Conflict Resolution Strategies • In a production system, what happens when more than one rule matches? • a conflict resolution strategy dictates how to select from between multiple matching rules • Simple conflict resolution strategies include • random • first match • most/least recently matched rule • rule which has matched for the longest/shortest number of cycles (refractoriness) • most salient rule (each rule is given a salience before you run the production system) • More complex resolution strategies might • select the rule with the most/least number of conditions (specificity/generality) • or most/least number of actions (biggest/smallest change to the state)

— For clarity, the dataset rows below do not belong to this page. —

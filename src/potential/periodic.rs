use super::{arity_mismatch, Arity, Atoms, AtomsMut, Bump, CollisionPotential};
use crate::core::particle::DIM;
use crate::core::space::Boundary;
use crate::error::{Error, Result};

/// Crossings closer than this fraction of a lattice spacing count as already made.
const PLANE_SLACK: f64 = 1e-9;

/// One-body pseudo-potential that re-evaluates a particle's predictions in a
/// periodic cell.
///
/// Pair predictions only follow the minimum image at the time they were
/// made. Another image starts at least half a cell away along some axis, so
/// it cannot come within interaction range before the pair has moved
/// `L/2 - range` relative to each other. Each periodic axis is cut by evenly
/// spaced planes no more than a third of that distance apart, and the guard
/// fires whenever a particle crosses one. The crossing bumps nothing; the
/// engine rescans the particle against everything, so no pair ever travels
/// far enough on a stale image to miss a contact.
///
/// The planes divide the cell exactly, which keeps crossing times independent
/// of when the particle was last wrapped or rescanned.
#[derive(Debug, Clone, PartialEq)]
pub struct PeriodicImage {
    spacing: [f64; DIM],
}

impl PeriodicImage {
    /// Guard planes for `boundary` and pair potentials reaching at most `range`.
    ///
    /// Errors: `Error::InvalidParam` if a periodic axis is not longer than
    /// twice `range`, since a pair could then touch through two images at once.
    pub fn new(boundary: &Boundary, range: f64) -> Result<Self> {
        if !range.is_finite() || range < 0.0 {
            return Err(Error::InvalidParam(format!(
                "interaction range must be finite and >= 0, got {}",
                range
            )));
        }
        let dims = boundary.dims();
        let periodic = boundary.periodicity();
        let mut spacing = [f64::INFINITY; DIM];
        for k in 0..DIM {
            if !periodic[k] {
                continue;
            }
            let free = 0.5 * dims[k] - range;
            if free <= 0.0 {
                return Err(Error::InvalidParam(format!(
                    "periodic axis {} of length {} is too short for interaction range {}",
                    k, dims[k], range
                )));
            }
            let planes = (3.0 * dims[k] / free).ceil();
            spacing[k] = dims[k] / planes;
        }
        Ok(Self { spacing })
    }

    /// Distance between guard planes per axis; infinite on closed axes.
    pub fn spacing(&self) -> [f64; DIM] {
        self.spacing
    }

    /// True if at least one axis carries guard planes.
    pub fn is_active(&self) -> bool {
        self.spacing.iter().any(|s| s.is_finite())
    }
}

impl CollisionPotential for PeriodicImage {
    fn name(&self) -> &'static str {
        "periodic-image"
    }

    fn accepts(&self, arity: Arity) -> bool {
        arity == Arity::One
    }

    fn collision_time(&self, atoms: Atoms<'_>, false_time: f64) -> f64 {
        let Atoms::One(p) = atoms else {
            return f64::INFINITY;
        };
        let mut best = f64::INFINITY;
        for k in 0..DIM {
            let (d, v) = (self.spacing[k], p.v[k]);
            if !d.is_finite() || v == 0.0 {
                continue;
            }
            let u = (p.r[k] + v * false_time) / d;
            let plane = if v > 0.0 {
                (u + PLANE_SLACK).floor() + 1.0
            } else {
                (u - PLANE_SLACK).ceil() - 1.0
            };
            let t = ((plane - u) * d / v).max(0.0);
            best = best.min(t);
        }
        best
    }

    fn bump(&mut self, atoms: AtomsMut<'_>, _false_time: f64) -> Result<Bump> {
        if !matches!(atoms, AtomsMut::One(_)) {
            return Err(arity_mismatch(self.name()));
        }
        Ok(Bump {
            rescan_only: true,
            ..Bump::default()
        })
    }

    fn energy(&self, _atoms: Atoms<'_>) -> f64 {
        0.0
    }
}

#[cfg(test)]
mod tests {
    use super::*;
    use crate::core::particle::Particle;

    #[test]
    fn planes_divide_the_cell() -> Result<()> {
        let guard = PeriodicImage::new(&Boundary::new([10.0, 4.0, 10.0], [true, true, false])?, 1.0)?;
        let s = guard.spacing();
        // free span 4 → at most 4/3 → 8 planes
        assert!((s[0] - 1.25).abs() < 1e-12);
        // free span 1 → at most 1/3 → 12 planes
        assert!((s[1] - 4.0 / 12.0).abs() < 1e-12);
        assert!(s[2].is_infinite());
        assert!(guard.is_active());
        assert!(!PeriodicImage::new(&Boundary::open([3.0; 3])?, 5.0)?.is_active());
        Ok(())
    }

    #[test]
    fn short_periodic_axis_rejected() -> Result<()> {
        let b = Boundary::periodic([2.0, 10.0, 10.0])?;
        assert!(matches!(PeriodicImage::new(&b, 1.0), Err(Error::InvalidParam(_))));
        Ok(())
    }

    #[test]
    fn fires_at_the_next_plane_ahead() -> Result<()> {
        let guard = PeriodicImage::new(&Boundary::periodic([10.0; 3])?, 1.0)?;
        let forward = Particle::new(0, 0, [5.0, 5.0, 5.0], [1.0, 0.0, 0.0], 1.0)?;
        assert!((guard.collision_time(Atoms::One(&forward), 0.0) - 1.25).abs() < 1e-12);
        let back = Particle::new(0, 0, [5.0, 5.0, 5.0], [0.0, -2.0, 0.0], 1.0)?;
        assert!((guard.collision_time(Atoms::One(&back), 0.0) - 0.625).abs() < 1e-12);
        let still = Particle::new(0, 0, [5.0, 5.0, 5.0], [0.0; DIM], 1.0)?;
        assert!(guard.collision_time(Atoms::One(&still), 0.0).is_infinite());
        Ok(())
    }

    #[test]
    fn crossing_just_made_is_not_repeated() -> Result<()> {
        let guard = PeriodicImage::new(&Boundary::periodic([10.0; 3])?, 1.0)?;
        let p = Particle::new(0, 0, [6.25 - 1e-13, 5.0, 5.0], [1.0, 0.0, 0.0], 1.0)?;
        let t = guard.collision_time(Atoms::One(&p), 0.0);
        assert!((t - 1.25).abs() < 1e-9);
        Ok(())
    }

    #[test]
    fn bump_leaves_the_particle_alone() -> Result<()> {
        let mut guard = PeriodicImage::new(&Boundary::periodic([10.0; 3])?, 1.0)?;
        let mut p = Particle::new(0, 0, [5.0, 5.0, 5.0], [1.0, 2.0, 3.0], 1.0)?;
        let out = guard.bump(AtomsMut::One(&mut p), 0.0)?;
        assert!(out.rescan_only);
        assert_eq!(out.energy_change, 0.0);
        assert_eq!(p.v, [1.0, 2.0, 3.0]);
        Ok(())
    }
}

MYCIN • By the early 1970s, the production system approach was found to be more than adequate for constructing large scale expert systems • in 1971, researchers at Stanford began constructing MYCIN, a medical diagnostic system • it contained a very large rule base • it used backward chaining • to deal with the uncertainty of medical knowledge, it introduced certainty factors (sort of like probabilities) • in 1975, it was tested against medical experts and performed as well or better than the doctors it was compared to (defrule 52 if (site culture is blood) (gram organism is neg) (morphology organism is rod) (burn patient is serious) then .4 (identity organism is pseudomonas)) If the culture was taken from the patient’s blood and the gram of the organism is negative and the morphology of the organism is rods and the patient is a serious burn patient, then conclude that the identity of the organism is pseudomonas (.4 certainty)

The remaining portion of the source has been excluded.